## WHAT NEEDS TO BE DONE
Please return every line of the records below that contains the word "SaveFormat".

## INPUT DATA
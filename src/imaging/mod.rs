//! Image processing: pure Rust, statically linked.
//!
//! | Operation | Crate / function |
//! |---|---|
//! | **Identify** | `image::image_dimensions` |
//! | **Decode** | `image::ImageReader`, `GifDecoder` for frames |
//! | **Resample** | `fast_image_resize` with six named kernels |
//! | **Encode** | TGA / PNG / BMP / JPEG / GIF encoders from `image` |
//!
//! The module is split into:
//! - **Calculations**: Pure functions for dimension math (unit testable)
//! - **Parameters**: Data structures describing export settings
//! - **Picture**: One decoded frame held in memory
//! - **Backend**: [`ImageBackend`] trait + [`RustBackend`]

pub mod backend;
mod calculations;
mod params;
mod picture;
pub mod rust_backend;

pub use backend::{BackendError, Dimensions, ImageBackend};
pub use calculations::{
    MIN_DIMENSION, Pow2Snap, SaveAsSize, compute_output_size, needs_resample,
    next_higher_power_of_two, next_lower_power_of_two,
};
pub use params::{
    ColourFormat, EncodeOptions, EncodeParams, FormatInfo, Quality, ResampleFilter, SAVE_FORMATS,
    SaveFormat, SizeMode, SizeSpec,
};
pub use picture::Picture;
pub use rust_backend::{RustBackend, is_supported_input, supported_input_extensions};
---
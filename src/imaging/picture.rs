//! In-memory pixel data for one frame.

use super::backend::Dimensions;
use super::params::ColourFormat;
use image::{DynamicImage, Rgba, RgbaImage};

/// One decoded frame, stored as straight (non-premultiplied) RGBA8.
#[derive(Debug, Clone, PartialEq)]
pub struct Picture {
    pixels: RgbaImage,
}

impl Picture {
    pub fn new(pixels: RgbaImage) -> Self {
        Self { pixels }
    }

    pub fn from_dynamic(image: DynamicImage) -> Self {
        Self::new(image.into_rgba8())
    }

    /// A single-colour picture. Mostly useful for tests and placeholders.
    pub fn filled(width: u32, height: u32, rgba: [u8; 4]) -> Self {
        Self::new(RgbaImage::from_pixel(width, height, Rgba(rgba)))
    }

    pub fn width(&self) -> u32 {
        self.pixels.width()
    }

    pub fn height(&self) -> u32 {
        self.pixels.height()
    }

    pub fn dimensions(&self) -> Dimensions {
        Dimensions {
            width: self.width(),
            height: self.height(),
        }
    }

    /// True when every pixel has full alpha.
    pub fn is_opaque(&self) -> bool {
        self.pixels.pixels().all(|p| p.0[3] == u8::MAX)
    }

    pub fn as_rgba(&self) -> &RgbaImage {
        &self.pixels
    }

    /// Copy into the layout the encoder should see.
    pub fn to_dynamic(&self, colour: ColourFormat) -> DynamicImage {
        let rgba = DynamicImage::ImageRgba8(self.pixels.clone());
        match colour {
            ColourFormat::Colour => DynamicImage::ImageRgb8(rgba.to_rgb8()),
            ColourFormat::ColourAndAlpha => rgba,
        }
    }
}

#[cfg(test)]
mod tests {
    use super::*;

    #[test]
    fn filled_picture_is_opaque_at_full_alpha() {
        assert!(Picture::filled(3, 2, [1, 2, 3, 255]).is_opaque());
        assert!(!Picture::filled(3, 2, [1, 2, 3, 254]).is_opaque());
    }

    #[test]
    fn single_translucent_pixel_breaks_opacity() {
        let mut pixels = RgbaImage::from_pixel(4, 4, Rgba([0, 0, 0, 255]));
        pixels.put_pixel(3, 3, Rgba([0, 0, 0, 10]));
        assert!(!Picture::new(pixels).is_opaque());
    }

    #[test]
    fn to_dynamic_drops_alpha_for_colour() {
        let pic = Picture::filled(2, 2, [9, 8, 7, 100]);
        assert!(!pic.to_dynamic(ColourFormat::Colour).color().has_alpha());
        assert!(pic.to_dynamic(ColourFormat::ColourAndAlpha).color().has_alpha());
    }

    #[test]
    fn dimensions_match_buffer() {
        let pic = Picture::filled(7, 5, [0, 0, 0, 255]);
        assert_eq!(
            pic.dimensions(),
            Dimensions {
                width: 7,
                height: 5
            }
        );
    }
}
---
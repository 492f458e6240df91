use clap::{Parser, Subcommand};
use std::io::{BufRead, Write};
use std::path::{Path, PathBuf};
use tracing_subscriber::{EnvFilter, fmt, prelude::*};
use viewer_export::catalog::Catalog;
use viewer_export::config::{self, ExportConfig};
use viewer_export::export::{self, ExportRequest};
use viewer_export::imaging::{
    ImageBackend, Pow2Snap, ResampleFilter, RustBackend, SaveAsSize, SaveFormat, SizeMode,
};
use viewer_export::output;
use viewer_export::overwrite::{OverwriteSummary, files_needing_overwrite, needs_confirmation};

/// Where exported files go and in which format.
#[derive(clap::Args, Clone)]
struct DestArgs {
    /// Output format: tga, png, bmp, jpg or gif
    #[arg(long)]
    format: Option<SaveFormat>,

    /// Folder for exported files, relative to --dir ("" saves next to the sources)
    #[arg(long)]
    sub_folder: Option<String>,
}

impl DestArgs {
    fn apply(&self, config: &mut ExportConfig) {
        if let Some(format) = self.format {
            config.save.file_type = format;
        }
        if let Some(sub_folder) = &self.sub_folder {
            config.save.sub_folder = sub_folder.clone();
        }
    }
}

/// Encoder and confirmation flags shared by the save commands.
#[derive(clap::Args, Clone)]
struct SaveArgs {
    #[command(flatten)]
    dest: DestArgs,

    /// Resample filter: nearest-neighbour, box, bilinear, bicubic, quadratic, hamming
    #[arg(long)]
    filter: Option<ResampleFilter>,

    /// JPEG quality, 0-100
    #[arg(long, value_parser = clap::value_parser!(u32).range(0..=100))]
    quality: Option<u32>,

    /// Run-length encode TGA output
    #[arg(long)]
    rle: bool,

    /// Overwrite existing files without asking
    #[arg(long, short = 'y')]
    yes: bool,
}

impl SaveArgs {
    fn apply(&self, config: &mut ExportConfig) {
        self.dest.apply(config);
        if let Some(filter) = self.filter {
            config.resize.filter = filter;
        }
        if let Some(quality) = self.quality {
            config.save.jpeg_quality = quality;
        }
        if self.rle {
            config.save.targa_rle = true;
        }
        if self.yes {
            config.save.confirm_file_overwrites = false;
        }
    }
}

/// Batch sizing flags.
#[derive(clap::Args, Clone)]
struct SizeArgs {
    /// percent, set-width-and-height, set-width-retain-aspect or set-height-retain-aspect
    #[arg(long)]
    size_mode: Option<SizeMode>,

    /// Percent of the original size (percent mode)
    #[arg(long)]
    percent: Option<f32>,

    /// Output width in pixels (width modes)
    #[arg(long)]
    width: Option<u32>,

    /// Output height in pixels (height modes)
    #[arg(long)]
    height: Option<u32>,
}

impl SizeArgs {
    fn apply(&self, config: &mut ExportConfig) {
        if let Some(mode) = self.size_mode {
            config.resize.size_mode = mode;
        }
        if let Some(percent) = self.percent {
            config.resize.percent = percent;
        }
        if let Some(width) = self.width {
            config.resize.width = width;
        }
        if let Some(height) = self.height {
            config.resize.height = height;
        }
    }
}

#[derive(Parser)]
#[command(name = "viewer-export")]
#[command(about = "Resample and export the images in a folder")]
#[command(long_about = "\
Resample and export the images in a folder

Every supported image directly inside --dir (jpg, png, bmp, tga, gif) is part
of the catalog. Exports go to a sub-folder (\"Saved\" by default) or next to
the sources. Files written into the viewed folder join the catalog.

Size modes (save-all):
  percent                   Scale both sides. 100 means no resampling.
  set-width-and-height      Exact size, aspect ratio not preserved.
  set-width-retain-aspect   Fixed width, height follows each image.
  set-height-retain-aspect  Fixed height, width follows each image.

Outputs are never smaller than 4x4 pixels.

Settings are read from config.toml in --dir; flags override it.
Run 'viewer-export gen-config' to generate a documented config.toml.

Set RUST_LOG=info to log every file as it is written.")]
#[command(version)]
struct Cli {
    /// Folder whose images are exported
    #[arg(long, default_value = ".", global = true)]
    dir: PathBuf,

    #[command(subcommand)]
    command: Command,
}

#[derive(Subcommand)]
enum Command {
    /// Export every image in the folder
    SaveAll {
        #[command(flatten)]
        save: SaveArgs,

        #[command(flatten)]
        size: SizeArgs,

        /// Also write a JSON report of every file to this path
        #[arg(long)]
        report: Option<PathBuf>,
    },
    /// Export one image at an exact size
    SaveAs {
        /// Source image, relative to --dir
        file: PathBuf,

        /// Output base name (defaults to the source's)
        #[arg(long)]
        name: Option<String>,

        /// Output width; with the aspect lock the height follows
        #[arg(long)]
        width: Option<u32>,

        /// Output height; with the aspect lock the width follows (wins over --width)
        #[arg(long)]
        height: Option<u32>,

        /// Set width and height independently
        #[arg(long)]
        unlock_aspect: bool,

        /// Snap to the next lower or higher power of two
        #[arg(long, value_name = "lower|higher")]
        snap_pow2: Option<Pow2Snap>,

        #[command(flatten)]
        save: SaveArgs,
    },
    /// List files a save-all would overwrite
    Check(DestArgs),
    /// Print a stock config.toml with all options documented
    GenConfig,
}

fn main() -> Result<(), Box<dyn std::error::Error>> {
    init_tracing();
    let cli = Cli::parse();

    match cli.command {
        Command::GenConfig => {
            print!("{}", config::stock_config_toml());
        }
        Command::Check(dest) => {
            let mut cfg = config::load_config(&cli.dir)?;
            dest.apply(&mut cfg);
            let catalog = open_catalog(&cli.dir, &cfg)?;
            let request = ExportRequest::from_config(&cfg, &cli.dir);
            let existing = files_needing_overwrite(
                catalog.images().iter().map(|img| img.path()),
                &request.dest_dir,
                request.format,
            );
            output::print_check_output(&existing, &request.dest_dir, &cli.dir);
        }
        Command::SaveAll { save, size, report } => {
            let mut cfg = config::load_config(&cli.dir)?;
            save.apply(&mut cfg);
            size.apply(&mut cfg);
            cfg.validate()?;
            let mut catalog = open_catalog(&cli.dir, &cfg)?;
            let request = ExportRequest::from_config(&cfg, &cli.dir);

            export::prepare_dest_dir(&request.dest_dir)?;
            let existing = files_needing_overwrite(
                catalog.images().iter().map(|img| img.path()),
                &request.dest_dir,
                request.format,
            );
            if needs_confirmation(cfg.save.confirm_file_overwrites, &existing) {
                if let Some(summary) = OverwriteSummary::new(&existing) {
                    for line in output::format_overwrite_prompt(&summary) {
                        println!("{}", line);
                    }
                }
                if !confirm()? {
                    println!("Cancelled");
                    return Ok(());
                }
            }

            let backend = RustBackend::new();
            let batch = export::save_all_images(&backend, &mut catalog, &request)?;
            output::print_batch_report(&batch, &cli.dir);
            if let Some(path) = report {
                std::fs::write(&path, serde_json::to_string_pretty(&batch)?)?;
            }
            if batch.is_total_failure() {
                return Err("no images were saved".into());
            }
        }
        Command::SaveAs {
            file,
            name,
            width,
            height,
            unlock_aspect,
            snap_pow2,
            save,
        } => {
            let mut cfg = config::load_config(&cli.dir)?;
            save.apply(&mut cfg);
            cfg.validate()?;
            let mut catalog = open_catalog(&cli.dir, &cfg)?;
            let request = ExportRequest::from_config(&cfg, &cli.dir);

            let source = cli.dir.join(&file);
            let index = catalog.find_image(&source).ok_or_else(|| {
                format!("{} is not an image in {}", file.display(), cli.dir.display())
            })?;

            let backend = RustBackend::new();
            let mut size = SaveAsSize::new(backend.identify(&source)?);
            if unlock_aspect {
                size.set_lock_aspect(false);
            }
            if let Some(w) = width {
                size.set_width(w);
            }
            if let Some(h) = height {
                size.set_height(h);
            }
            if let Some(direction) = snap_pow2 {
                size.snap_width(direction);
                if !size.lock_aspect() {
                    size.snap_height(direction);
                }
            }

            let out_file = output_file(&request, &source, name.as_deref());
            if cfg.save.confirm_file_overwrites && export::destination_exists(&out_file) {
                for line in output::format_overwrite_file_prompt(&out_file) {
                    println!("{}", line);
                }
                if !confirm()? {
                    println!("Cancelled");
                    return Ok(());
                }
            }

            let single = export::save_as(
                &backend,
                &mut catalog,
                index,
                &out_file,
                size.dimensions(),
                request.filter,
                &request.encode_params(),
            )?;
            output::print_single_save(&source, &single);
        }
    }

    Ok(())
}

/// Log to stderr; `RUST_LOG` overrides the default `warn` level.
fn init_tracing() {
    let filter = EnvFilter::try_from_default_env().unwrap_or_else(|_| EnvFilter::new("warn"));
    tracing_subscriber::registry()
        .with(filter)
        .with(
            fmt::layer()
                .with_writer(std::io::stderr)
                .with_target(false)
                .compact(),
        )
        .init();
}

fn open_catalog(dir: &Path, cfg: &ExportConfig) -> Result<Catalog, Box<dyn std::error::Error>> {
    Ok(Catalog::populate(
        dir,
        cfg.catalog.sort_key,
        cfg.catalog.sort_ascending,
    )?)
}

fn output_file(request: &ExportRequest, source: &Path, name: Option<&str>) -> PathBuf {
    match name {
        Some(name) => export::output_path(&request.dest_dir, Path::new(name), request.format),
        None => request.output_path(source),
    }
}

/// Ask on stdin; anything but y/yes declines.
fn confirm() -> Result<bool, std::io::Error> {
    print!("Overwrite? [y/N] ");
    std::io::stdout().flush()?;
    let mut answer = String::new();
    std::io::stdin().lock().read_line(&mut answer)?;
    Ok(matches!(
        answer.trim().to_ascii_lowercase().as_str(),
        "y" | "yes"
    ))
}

## EXERCISE OUTPUT
    SaveFormat, SizeMode, SizeSpec,
    ImageBackend, Pow2Snap, ResampleFilter, RustBackend, SaveAsSize, SaveFormat, SizeMode,
    format: Option<SaveFormat>,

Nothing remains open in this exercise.